Job Description
About BMLL:
BMLL is the leading independent provider of harmonised Level 3, 2 and 1 historical data and analytics across global equities, ETFs, futures and US equity options. We provide market participants with immediate access to granular T+1 order book data and advanced analytics, enabling them to accelerate research, optimise trading strategies, and better understand market behaviour.
BMLL was acquired in 2025 by Nordic Capital, alongside minority shareholder Optiver, marking a joint commitment to accelerate the company’s next phase of growth.

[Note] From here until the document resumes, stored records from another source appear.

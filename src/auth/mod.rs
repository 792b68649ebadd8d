pub mod identity;
pub mod session;
pub mod validate;

/// Cookie carrying the session token.
pub const SESSION_COOKIE: &str = "session_id";

/// Session cookie for a fresh login. SameSite=Lax per the auth design;
/// Secure is config-gated so development over plain HTTP keeps working.
pub fn session_cookie(token: &str, max_age_hours: u64, secure: bool) -> String {
    let max_age_secs = max_age_hours * 3600;
    let mut cookie = format!(
        "{}={}; HttpOnly; SameSite=Lax; Path=/; Max-Age={}",
        SESSION_COOKIE, token, max_age_secs
    );
    if secure {
        cookie.push_str("; Secure");
    }
    cookie
}

/// Expired cookie that clears the session on logout.
pub fn clear_session_cookie() -> String {
    format!("{}=; HttpOnly; SameSite=Lax; Path=/; Max-Age=0", SESSION_COOKIE)
}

We offer an inclusive and collaborative culture, a hybrid working environment that includes regular days in our London office, weekly team lunches, and a variety of out-of-hours social activities.
For more information, visit our website or follow us on X (@bmlltech) and LinkedIn @ bmll
About the role:
We are seeking a Senior Information Security Analyst to support and operate the organisation’s Information Security Management System (ISMS), aligned to ISO/IEC 27001:2022, NIST CSF, and regulatory requirements (e.g. GDPR, DORA).
This is a hands-on GRC-focused role responsible for the day-to-day operation and continuous improvement of the ISMS, working closely with the Head of Information Security. The role is ideal for a candidate looking to develop into an Information Security Manager / ISO role.
Key Responsibilities
ISMS & Governance
- Operate and maintain the ISMS in line with ISO 27001:2022
- Maintain policies, standards, and procedures
- Manage and update the Statement of Applicability (SoA)
- Track control implementation aligned to ISO Annex A
- Prepare audit artefacts and support internal and external audits
- Support management reviews and reporting
Risk Management
- Maintain the information security risk register
- Conduct risk assessments and treatment planning
- Track remediation actions and risk acceptance
- Align controls to ISO 27001, NIST CSF, and regulatory frameworks
Security Assurance & Operations
- Support vulnerability management and remediation tracking
- Assist with security incident triage and coordination
- Validate security controls across cloud (AWS) and SaaS platforms
- Work with engineering teams to embed security best practices
Third-Party Risk Management (TPRM)
- Conduct supplier security assessments and due diligence
- Maintain third-party and AI risk registers
- Support DPIAs and data protection reviews
- Track supplier risks and remediation actions
Compliance & Customer Assurance
- Support client due diligence responses (DDQs, SIG, VSA)
- Maintain audit evidence and documentation
- Support compliance with GDPR, ISO 27001, and DORA
Business Continuity & Resilience
- Support Business Impact Analysis (BIA)
- Assist with disaster recovery testing
- Contribute to resilience and BCM improvements
Security Awareness
- Support delivery of security awareness and training programmes
- Promote a strong security culture across the organisation
Essential
- 3–5+ years in Information Security, GRC, or ISMS roles
- Experience supporting or operating an ISO 27001 ISMS
- Strong understanding of risk management and control frameworks
- Familiarity with cloud environments (AWS preferred)
- Experience supporting audits and supplier assessments
- Strong communication and documentation skills
Desirable
- Exposure to ISO 22301, NIST CSF, or DORA
- Experience with security tooling (e.g. vulnerability management, EDR, SIEM)
- Understanding of DevSecOps / CI/CD security
- Awareness of AI governance and data protection controls
Qualifications
- ISO 27001 Lead Implementer / Auditor (preferred)
- CISM, CISSP, or equivalent (or working towards)
Key skills:
Detail-oriented with strong audit discipline
Structured, process-driven approach
Ability to manage multiple priorities
Strong stakeholder engagement skills
Pragmatic, risk-based mindset
Competitive salary
25 days holiday plus bank holidays
Discretionary Bonus
Pension Scheme
Private Medical Insurance
Work remotely abroad for up to 40 business days each year
Life Insurance
Childcare Nursery Scheme
Combination of remote and London-based office working, with 2 days in the office per week.
A yearly Well-being Physical Activity budget
Continuous learning through funded training and challenging projects
Collaborative culture
Weekly team lunches
Free Fruit, snacks, and drinks provided throughout the day (When office-based)
Regular Team Socials
Cycle to Work Scheme
We are an inclusive employer and welcome applicants from all backgrounds. We pride ourselves on our commitment to Equality and Diversity. We are committed to removing barriers throughout our hiring process. If you have any special requirements or require reasonable adjustments to help you access career opportunities at BMLL, please do let us know at [email protected].